Not much, mind. It’s still a poke more than anything else. But it’s a visible poke.
It’s not a great worm-killing weapon, of course. Like I said, these immobile rocket batteries only have a 2-hex range around Le Coeur. Strong though they are, I doubt they’ll be able to take down the worm: all it has to do is churn off somewhere to go heal in a Miasma cloud. Which I’m expecting it to do soon, actually.
Aaaany minute now…
I don’t really know how to explain this in any rational way. Despite having both the power to fight back against my cities and the opportunity to leave whenever, the Siege Worm elects to park itself under the ruined remnants of my one Farm, suffering repeated barrages of Le Coeur’s rocket fire, and die.
I almost feel bad for it, in the end. Do you suppose it understood what was happening, in the end? I don’t feel so bad, however, that I can’t be happy for the Science and Energy a quest manages to extract from its corpse.

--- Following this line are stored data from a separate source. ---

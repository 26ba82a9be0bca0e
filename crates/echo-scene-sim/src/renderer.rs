// SPDX-License-Identifier: Apache-2.0
// © James Ross Ω FLYING•ROBOTS <https://github.com/flyingrobots>
//! Simulated renderer answering scene commands with injected failures.

use std::collections::BTreeSet;

use echo_renderer_port::{
    BufferId, DataSlotId, DisplayId, RendererEvent, ResultOutcome, SceneCommandSink, SceneId,
    SceneResult, SceneResultKind, SceneVersionTag,
};

/// Answers every lifecycle command with exactly one result.
///
/// Commands for unpublished scenes fail. Otherwise every `fail_every`-th
/// answer fails; the rest succeed. Data links always succeed.
#[derive(Debug, Default)]
pub struct SimRenderer {
    fail_every: u32,
    answered: u32,
    failures: u32,
    version: u64,
    published: BTreeSet<SceneId>,
    results: Vec<SceneResult>,
    events: Vec<RendererEvent>,
}

impl SimRenderer {
    /// Renderer failing every `fail_every`-th answer (0 never fails).
    pub fn new(fail_every: u32) -> Self {
        Self {
            fail_every,
            ..Self::default()
        }
    }

    /// Make `scene` available to subscribers.
    pub fn publish(&mut self, scene: SceneId) {
        if self.published.insert(scene) {
            self.push(scene, SceneResultKind::Published, ResultOutcome::Ok);
        }
    }

    /// Withdraw `scene`.
    pub fn unpublish(&mut self, scene: SceneId) {
        if self.published.remove(&scene) {
            self.push(scene, SceneResultKind::Unpublished, ResultOutcome::Ok);
        }
    }

    /// Failures injected so far.
    pub const fn failures(&self) -> u32 {
        self.failures
    }

    /// Results produced since the last call.
    pub fn take_results(&mut self) -> Vec<SceneResult> {
        std::mem::take(&mut self.results)
    }

    /// Renderer events produced since the last call.
    pub fn take_events(&mut self) -> Vec<RendererEvent> {
        std::mem::take(&mut self.events)
    }

    fn answer(&mut self, scene: SceneId, kind: SceneResultKind) {
        let outcome = if !self.published.contains(&scene) || self.inject_failure() {
            ResultOutcome::Failed
        } else {
            ResultOutcome::Ok
        };
        self.push(scene, kind, outcome);
        if kind == SceneResultKind::Shown && outcome == ResultOutcome::Ok {
            self.version += 1;
            self.events.push(RendererEvent::SceneFlushed {
                scene,
                version: SceneVersionTag(self.version),
            });
        }
    }

    fn inject_failure(&mut self) -> bool {
        if self.fail_every == 0 {
            return false;
        }
        self.answered += 1;
        let fail = self.answered % self.fail_every == 0;
        if fail {
            self.failures += 1;
        }
        fail
    }

    fn push(&mut self, scene: SceneId, kind: SceneResultKind, outcome: ResultOutcome) {
        self.results.push(SceneResult::new(scene, kind, outcome));
    }
}

impl SceneCommandSink for SimRenderer {
    fn handle_scene_subscription_request(&mut self, scene: SceneId) {
        self.answer(scene, SceneResultKind::Subscribed);
    }

    fn handle_scene_unsubscription_request(&mut self, scene: SceneId, _indirect: bool) {
        self.answer(scene, SceneResultKind::Unsubscribed);
    }

    fn handle_scene_mapping_request(&mut self, scene: SceneId, _display: DisplayId) {
        self.answer(scene, SceneResultKind::Mapped);
    }

    fn handle_scene_unmapping_request(&mut self, scene: SceneId) {
        self.answer(scene, SceneResultKind::Unmapped);
    }

    fn handle_scene_show_request(&mut self, scene: SceneId) {
        self.answer(scene, SceneResultKind::Shown);
    }

    fn handle_scene_hide_request(&mut self, scene: SceneId) {
        self.answer(scene, SceneResultKind::Hidden);
    }

    fn handle_scene_display_buffer_assignment_request(
        &mut self,
        scene: SceneId,
        buffer: Option<BufferId>,
        _render_order: i32,
    ) -> bool {
        self.events.push(RendererEvent::SceneDisplayBufferAssigned {
            scene,
            buffer,
            success: true,
        });
        true
    }

    fn handle_scene_data_link_request(
        &mut self,
        provider: SceneId,
        provider_slot: DataSlotId,
        consumer: SceneId,
        consumer_slot: DataSlotId,
    ) {
        self.events.push(RendererEvent::SceneDataLinked {
            provider,
            provider_slot,
            consumer,
            consumer_slot,
            success: true,
        });
    }

    fn handle_buffer_to_scene_data_link_request(
        &mut self,
        buffer: BufferId,
        consumer: SceneId,
        consumer_slot: DataSlotId,
    ) {
        self.events.push(RendererEvent::SceneDataBufferLinked {
            buffer,
            consumer,
            consumer_slot,
            success: true,
        });
    }

    fn handle_data_unlink_request(&mut self, consumer: SceneId, consumer_slot: DataSlotId) {
        self.events.push(RendererEvent::SceneDataUnlinked {
            consumer,
            consumer_slot,
            success: true,
        });
    }
}

#[cfg(test)]
mod tests {
    use super::*;

    fn outcomes(renderer: &mut SimRenderer) -> Vec<ResultOutcome> {
        renderer
            .take_results()
            .into_iter()
            .map(|result| result.outcome)
            .collect()
    }

    #[test]
    fn every_nth_answer_fails() {
        let mut renderer = SimRenderer::new(2);
        renderer.publish(SceneId(1));
        renderer.take_results();
        for _ in 0..4 {
            renderer.handle_scene_subscription_request(SceneId(1));
        }
        assert_eq!(
            outcomes(&mut renderer),
            vec![
                ResultOutcome::Ok,
                ResultOutcome::Failed,
                ResultOutcome::Ok,
                ResultOutcome::Failed
            ]
        );
        assert_eq!(renderer.failures(), 2);
    }

    #[test]
    fn unpublished_scenes_fail_without_counting() {
        let mut renderer = SimRenderer::new(0);
        renderer.handle_scene_show_request(SceneId(3));
        assert_eq!(outcomes(&mut renderer), vec![ResultOutcome::Failed]);
        assert_eq!(renderer.failures(), 0);
        assert!(renderer.take_events().is_empty());
    }

    #[test]
    fn publication_changes_are_reported_once() {
        let mut renderer = SimRenderer::new(0);
        renderer.publish(SceneId(1));
        renderer.publish(SceneId(1));
        renderer.unpublish(SceneId(1));
        renderer.unpublish(SceneId(1));
        let kinds: Vec<_> = renderer
            .take_results()
            .into_iter()
            .map(|result| result.kind)
            .collect();
        assert_eq!(
            kinds,
            vec![SceneResultKind::Published, SceneResultKind::Unpublished]
        );
    }

    #[test]
    fn successful_show_flushes() {
        let mut renderer = SimRenderer::new(0);
        renderer.publish(SceneId(1));
        renderer.handle_scene_show_request(SceneId(1));
        assert_eq!(
            renderer.take_events(),
            vec![RendererEvent::SceneFlushed {
                scene: SceneId(1),
                version: SceneVersionTag(1)
            }]
        );
    }
}
// SPDX-License-Identifier: Apache-2.0
// © James Ross Ω FLYING•ROBOTS <https://github.com/flyingrobots>
//! Scene lifecycle controller: desired state → command ladder → confirmed state.
//!
//! The controller keeps one [`SceneRecord`] per scene id it has ever seen and
//! drives each record toward its target one command at a time. It never
//! blocks: commands go out through the [`SceneCommandSink`] and come back
//! later as results, which are matched against the rung they were meant to
//! confirm before anything changes.

use std::collections::BTreeMap;

use echo_renderer_port::{
    BufferId, DisplayId, RendererSceneState, ResultOutcome, SceneCommandSink, SceneId, SceneResult,
    SceneResultKind,
};
use tracing::{debug, trace, warn};

use crate::config::SceneControlConfig;
use crate::event::SceneControlEvent;
use crate::ladder::{self, LadderStep, PendingCommand, Rung, Verdict};
use crate::record::{MappingInfo, SceneInfo, SceneRecord};

/// Per-scene lifecycle reconciliation.
///
/// All entry points run on the control thread; there is no internal locking.
#[derive(Debug)]
pub struct SceneLifecycleController<S> {
    sink: S,
    config: SceneControlConfig,
    scenes: BTreeMap<SceneId, SceneRecord>,
    events: Vec<SceneControlEvent>,
}

impl<S> SceneLifecycleController<S> {
    /// Create a controller with default settings.
    pub fn new(sink: S) -> Self {
        Self::with_config(sink, SceneControlConfig::default())
    }

    /// Create a controller with explicit settings.
    pub fn with_config(sink: S, config: SceneControlConfig) -> Self {
        Self {
            sink,
            config,
            scenes: BTreeMap::new(),
            events: Vec::new(),
        }
    }

    /// The command sink.
    pub fn sink(&self) -> &S {
        &self.sink
    }

    /// The command sink, mutably (link requests bypass the ladder).
    pub fn sink_mut(&mut self) -> &mut S {
        &mut self.sink
    }

    /// Consume the controller and return its sink.
    pub fn into_sink(self) -> S {
        self.sink
    }

    /// Active settings.
    pub fn config(&self) -> &SceneControlConfig {
        &self.config
    }

    /// Confirmed state and requested mapping of `scene`.
    ///
    /// Unknown scenes report `Unavailable` with no display or buffer.
    pub fn scene_info(&self, scene: SceneId) -> SceneInfo {
        self.scenes
            .get(&scene)
            .map(SceneInfo::from)
            .unwrap_or_default()
    }

    /// Confirmed external state of `scene`.
    pub fn scene_state(&self, scene: SceneId) -> RendererSceneState {
        self.scene_info(scene).state
    }

    /// Command currently in flight for `scene`.
    pub fn pending_command(&self, scene: SceneId) -> Option<PendingCommand> {
        self.scenes.get(&scene).and_then(|record| record.pending)
    }

    /// Bookkeeping of `scene`, if it was ever referenced.
    pub fn record(&self, scene: SceneId) -> Option<&SceneRecord> {
        self.scenes.get(&scene)
    }

    /// Ids of every scene with a record, in ascending order.
    pub fn scenes(&self) -> impl Iterator<Item = SceneId> + '_ {
        self.scenes.keys().copied()
    }

    /// Drain accumulated events in causal order. Call once per cycle.
    pub fn consume_events(&mut self) -> Vec<SceneControlEvent> {
        std::mem::take(&mut self.events)
    }
}

impl<S: SceneCommandSink> SceneLifecycleController<S> {
    /// Request `target` for `scene`.
    ///
    /// Issues the next command if the scene is idle; otherwise the new target
    /// is picked up when the in-flight command is answered.
    pub fn set_scene_state(&mut self, scene: SceneId, target: RendererSceneState) {
        let record = self.scenes.entry(scene).or_default();
        if record.target_state != target {
            debug!(%scene, from = %record.target_state, to = %target, "scene target changed");
            record.target_state = target;
            record.unpark();
        }
        self.reconcile(scene);
    }

    /// Record the display `scene` is mapped on by its next map command.
    ///
    /// A scene already mapped on another display stays there until it is
    /// brought down to `Available` and mapped again.
    pub fn set_scene_mapping(&mut self, scene: SceneId, display: DisplayId) {
        let record = self.scenes.entry(scene).or_default();
        if record.target_display != Some(display) {
            if record.confirmed.is_mapped() {
                // Rebind: tracing's macro expansion shadows an ident named `display`.
                let next_display = display;
                debug!(
                    %scene,
                    %next_display,
                    "display change takes effect on the next mapping"
                );
            }
            record.target_display = Some(display);
            record.unpark();
        }
        self.reconcile(scene);
    }

    /// Record the display buffer and render order of `scene`.
    ///
    /// Applied right away when the scene is idle and mapped, otherwise as
    /// soon as it is.
    pub fn set_scene_display_buffer_assignment(
        &mut self,
        scene: SceneId,
        buffer: Option<BufferId>,
        render_order: i32,
    ) {
        let record = self.scenes.entry(scene).or_default();
        if record.target_buffer != buffer || record.target_render_order != render_order {
            record.target_buffer = buffer;
            record.target_render_order = render_order;
            record.unpark();
        }
        self.reconcile(scene);
    }

    /// The scene appeared on the renderer.
    pub fn scene_published(&mut self, scene: SceneId, outcome: ResultOutcome) {
        self.handle_result(SceneResult::new(scene, SceneResultKind::Published, outcome));
    }

    /// The scene disappeared; unwinds its ladder without sending commands.
    pub fn scene_unpublished(&mut self, scene: SceneId, outcome: ResultOutcome) {
        self.handle_result(SceneResult::new(scene, SceneResultKind::Unpublished, outcome));
    }

    /// Answer to a subscription request.
    pub fn scene_subscribed(&mut self, scene: SceneId, outcome: ResultOutcome) {
        self.handle_result(SceneResult::new(scene, SceneResultKind::Subscribed, outcome));
    }

    /// Answer to an unsubscription request.
    pub fn scene_unsubscribed(&mut self, scene: SceneId, outcome: ResultOutcome) {
        self.handle_result(SceneResult::new(scene, SceneResultKind::Unsubscribed, outcome));
    }

    /// Answer to a mapping request.
    pub fn scene_mapped(&mut self, scene: SceneId, outcome: ResultOutcome) {
        self.handle_result(SceneResult::new(scene, SceneResultKind::Mapped, outcome));
    }

    /// Answer to an unmapping request.
    pub fn scene_unmapped(&mut self, scene: SceneId, outcome: ResultOutcome) {
        self.handle_result(SceneResult::new(scene, SceneResultKind::Unmapped, outcome));
    }

    /// Answer to a show request.
    pub fn scene_shown(&mut self, scene: SceneId, outcome: ResultOutcome) {
        self.handle_result(SceneResult::new(scene, SceneResultKind::Shown, outcome));
    }

    /// Answer to a hide request.
    pub fn scene_hidden(&mut self, scene: SceneId, outcome: ResultOutcome) {
        self.handle_result(SceneResult::new(scene, SceneResultKind::Hidden, outcome));
    }

    /// Apply one renderer acknowledgment.
    ///
    /// Results that do not match the record (stale after an unpublish, or a
    /// duplicate) are absorbed without effect.
    pub fn handle_result(&mut self, result: SceneResult) {
        let SceneResult {
            scene,
            kind,
            outcome,
        } = result;
        let record = self.scenes.entry(scene).or_default();
        match ladder::judge(record.confirmed, record.pending, kind, outcome) {
            Verdict::Stale => {
                trace!(
                    %scene,
                    ?kind,
                    ?outcome,
                    step = ?record.confirmed,
                    pending = ?record.pending,
                    "absorbing stale scene result"
                );
                return;
            }
            Verdict::Retry => {
                record.failures = record.failures.saturating_add(1);
                let Some(command) = record.pending else {
                    return;
                };
                if self.config.retry.allows(record.failures) {
                    debug!(%scene, ?command, failures = record.failures, "retrying scene command");
                    command.issue(scene, &mut self.sink);
                } else {
                    warn!(
                        %scene,
                        ?command,
                        failures = record.failures,
                        "scene command keeps failing; parking until the target changes"
                    );
                    record.pending = None;
                    record.parked = true;
                }
                return;
            }
            Verdict::Advance { rung, indirect } => {
                let completed = record
                    .pending
                    .filter(|command| command.result_kind() == kind);
                confirm_rung(record, &mut self.events, scene, rung, completed, indirect);
            }
            Verdict::Cascade => unwind_unpublished(record, &mut self.events, scene),
            Verdict::Settle => {
                debug!(
                    %scene,
                    ?kind,
                    ?outcome,
                    step = ?record.confirmed,
                    "in-flight scene command overtaken by an indirect change"
                );
                record.pending = None;
                record.failures = 0;
            }
        }
        self.reconcile(scene);
    }

    fn reconcile(&mut self, scene: SceneId) {
        let Self { sink, scenes, .. } = self;
        let Some(record) = scenes.get_mut(&scene) else {
            return;
        };
        if !record.is_idle() || record.parked {
            return;
        }
        if record.confirmed.is_mapped() && record.assignment_outdated() {
            assign_display_buffer(sink, record, scene);
        }
        if let Some(command) =
            ladder::next_command(record.confirmed, record.target_state, record.target_display)
        {
            debug!(%scene, ?command, target = %record.target_state, "issuing scene command");
            record.pending = Some(command);
            command.issue(scene, sink);
        }
    }
}

fn confirm_rung(
    record: &mut SceneRecord,
    events: &mut Vec<SceneControlEvent>,
    scene: SceneId,
    rung: Rung,
    completed: Option<PendingCommand>,
    indirect: bool,
) {
    // An indirect change of another kind leaves the in-flight command alone;
    // its own answer settles it later.
    if completed.is_some() {
        record.pending = None;
        record.failures = 0;
    }
    match (rung.from, rung.to) {
        (LadderStep::Subscribed, LadderStep::Mapped) => {
            let display = match completed {
                Some(PendingCommand::Map { display }) => Some(display),
                _ => record.target_display,
            };
            record.last_mapped = display.map(|display| MappingInfo {
                display,
                buffer: None,
                render_order: 0,
            });
        }
        (LadderStep::Mapped, LadderStep::Subscribed) => record.last_mapped = None,
        _ => {}
    }
    record.confirmed = rung.to;
    debug!(%scene, step = ?rung.to, indirect, "scene step confirmed");
    if let Some(event) = ladder::transition_event(scene, rung.from, rung.to, indirect) {
        events.push(event);
    }
}

fn unwind_unpublished(record: &mut SceneRecord, events: &mut Vec<SceneControlEvent>, scene: SceneId) {
    debug!(%scene, from = ?record.confirmed, pending = ?record.pending, "scene unpublished");
    let mut step = record.confirmed;
    while step > LadderStep::Subscribed {
        let lower = step.lower();
        if let Some(event) = ladder::transition_event(scene, step, lower, true) {
            events.push(event);
        }
        step = lower;
    }
    record.confirmed = LadderStep::Unpublished;
    record.pending = None;
    record.last_mapped = None;
    record.unpark();
}

fn assign_display_buffer<S: SceneCommandSink>(
    sink: &mut S,
    record: &mut SceneRecord,
    scene: SceneId,
) {
    let Some(mapped) = record.last_mapped else {
        return;
    };
    let (buffer, render_order) = (record.target_buffer, record.target_render_order);
    if sink.handle_scene_display_buffer_assignment_request(scene, buffer, render_order) {
        debug!(%scene, ?buffer, render_order, "display buffer assigned");
        record.last_mapped = Some(MappingInfo {
            buffer,
            render_order,
            ..mapped
        });
    } else {
        debug!(%scene, ?buffer, render_order, "display buffer assignment rejected");
    }
}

I’d like to say that with that strike, my alien troubles are over again. That’s nonsense, obviously: not only are the Wolf Beetle packs still around, but the dying roars of the first Siege Worm have attracted the second one back into my territory. Still, I find myself emboldened by the success. Maybe I will be able to conquer this land, for real.
My army still isn’t large, but with my one Marine squad and my two new Tacjet formations, I start making inroads into the alien problem. Tacjets are as non-immune to Wolf Beetle counterattacks as they are to Siege Worms, but the power balance is skewed much more in my favour, this time. And the Science I got from the worm quest brought the Tactical Robotics technology within arm’s reach: with its Supremacy point, I can upgrade my nonexistent tanks into nonexistent better tanks.
This bug-alpha-strike hasn’t done much for my standing among the human players, either. While I was out stomping aliens, Vadim Kozlov has finished the Ectogenesis Pod, another global wonder. Even Samatar has gotten in on the wonder-building game with the Stellar Codex, a map of Terra Atlantea’s new stars. I’m less upset with that, because Samatar’s a bro, but it does cement my place as a low-rank pack runner among the colony leaders.
I’m down one immediate worm threat, in other words, but my troubles at large are far from over. How am I going to catch up to my rightful first place?